◆ **What is expected**: Within the records that follow, find every line containing the string "ErrorKind". Copy those lines.

====== Source material

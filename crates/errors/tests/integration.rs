//! Integration tests for error types

#[cfg(test)]
mod tests {
    use pkbridge_errors::*;

    #[test]
    fn test_error_conversion() {
        let err: Error = TransactionError::NoActiveTransaction.into();
        assert!(matches!(err, Error::Transaction(_)));
    }

    #[test]
    fn test_engine_message_with_prefix() {
        let err = TransactionError::engine(
            EngineErrorCode::UnsatisfiedDeps,
            Some("foo>=2 <- bar".into()),
            "could not satisfy dependencies",
        );
        assert_eq!(
            err.to_string(),
            "foo>=2 <- bar: could not satisfy dependencies"
        );
        assert_eq!(err.kind(), ErrorKind::UnsatisfiedDependencies);
    }

    #[test]
    fn test_engine_message_without_prefix() {
        let err = TransactionError::engine(EngineErrorCode::DiskSpace, None, "not enough free disk space");
        assert_eq!(err.to_string(), "not enough free disk space");
        assert_eq!(err.kind(), ErrorKind::EngineError);
    }

    #[test]
    fn test_kind_mapping() {
        assert_eq!(
            EngineErrorCode::DeltaInvalid.kind(),
            ErrorKind::InvalidPackageOrDelta
        );
        assert_eq!(
            EngineErrorCode::PackageInvalidArch.kind(),
            ErrorKind::InvalidArchitecture
        );
        let config: Error = ConfigError::Invalid {
            message: "bad".into(),
        }
        .into();
        assert_eq!(config.kind(), ErrorKind::ConfigInvalid);
        let held: Error = TransactionError::PackageHeld {
            package: "glibc".into(),
        }
        .into();
        assert_eq!(held.kind(), ErrorKind::PackageHeld);
        assert_eq!(held.to_string(), "glibc: could not remove held package");
    }

    #[test]
    fn test_user_facing_codes() {
        let err: Error = TransactionError::engine(EngineErrorCode::FileConflicts, None, "conflicting files").into();
        assert_eq!(err.user_code(), Some("transaction.file_conflicts"));
        assert!(err.user_hint().is_some());
        assert!(!err.is_retryable());
    }

    #[test]
    fn test_io_error_conversion() {
        let io_err = std::io::Error::new(std::io::ErrorKind::PermissionDenied, "test");
        let err: Error = io_err.into();
        assert!(matches!(
            err,
            Error::Io {
                kind: std::io::ErrorKind::PermissionDenied,
                ..
            }
        ));
        assert!(err.is_retryable());
    }
}
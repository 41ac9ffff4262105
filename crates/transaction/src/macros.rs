//! Macros for parameter builder helpers

#[macro_export]
macro_rules! params_builder {
    ($name:ident { $($field:ident: $ty:ty),* $(,)? }) => {
        paste::paste! {
            impl $name {
                /// Create parameters with default values
                #[must_use]
                pub fn new() -> Self {
                    Self {
                        $($field: Default::default(),)*
                    }
                }

                $( #[must_use]
                pub fn [<with_ $field>](mut self, value: $ty) -> Self {
                    self.$field = value;
                    self
                } )*
            }

            impl Default for $name {
                fn default() -> Self {
                    Self::new()
                }
            }
        }
    };
}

============

◆ **Solution below**:
        assert_eq!(err.kind(), ErrorKind::UnsatisfiedDependencies);
        assert_eq!(err.kind(), ErrorKind::EngineError);
            ErrorKind::InvalidPackageOrDelta
            ErrorKind::InvalidArchitecture
        assert_eq!(config.kind(), ErrorKind::ConfigInvalid);
        assert_eq!(held.kind(), ErrorKind::PackageHeld);
        let io_err = std::io::Error::new(std::io::ErrorKind::PermissionDenied, "test");
                kind: std::io::ErrorKind::PermissionDenied,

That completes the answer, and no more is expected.